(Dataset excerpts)

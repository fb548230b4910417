use std::fmt;

/// Why the node process is stopping
#[derive(Debug, Clone, PartialEq)]
pub enum ShutdownReason {
    Signal(String),
    UserRequest,
    /// The software watchdog was starved
    WatchdogReset,
    /// The node loop halted on a non-recoverable error
    Halted(String),
}

impl ShutdownReason {
    /// Process exit code for this reason
    pub fn exit_code(&self) -> i32 {
        match self {
            ShutdownReason::Signal(_) | ShutdownReason::UserRequest => 0,
            ShutdownReason::WatchdogReset | ShutdownReason::Halted(_) => 1,
        }
    }
}

impl fmt::Display for ShutdownReason {
    fn fmt(&self, f: &mut fmt::Formatter<'_>) -> fmt::Result {
        match self {
            ShutdownReason::Signal(name) => write!(f, "signal {}", name),
            ShutdownReason::UserRequest => f.write_str("user request"),
            ShutdownReason::WatchdogReset => f.write_str("watchdog reset"),
            ShutdownReason::Halted(details) => write!(f, "halted: {}", details),
        }
    }
}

## Task directions
Exactly reproduce the lines from the one containing "for this reason" through the end of the records, and only those lines.

## Written solution
    /// Process exit code for this reason
    pub fn exit_code(&self) -> i32 {
        match self {
            ShutdownReason::Signal(_) | ShutdownReason::UserRequest => 0,
            ShutdownReason::WatchdogReset | ShutdownReason::Halted(_) => 1,
        }
    }
}

impl fmt::Display for ShutdownReason {
    fn fmt(&self, f: &mut fmt::Formatter<'_>) -> fmt::Result {
        match self {
            ShutdownReason::Signal(name) => write!(f, "signal {}", name),
            ShutdownReason::UserRequest => f.write_str("user request"),
            ShutdownReason::WatchdogReset => f.write_str("watchdog reset"),
            ShutdownReason::Halted(details) => write!(f, "halted: {}", details),
        }
    }
}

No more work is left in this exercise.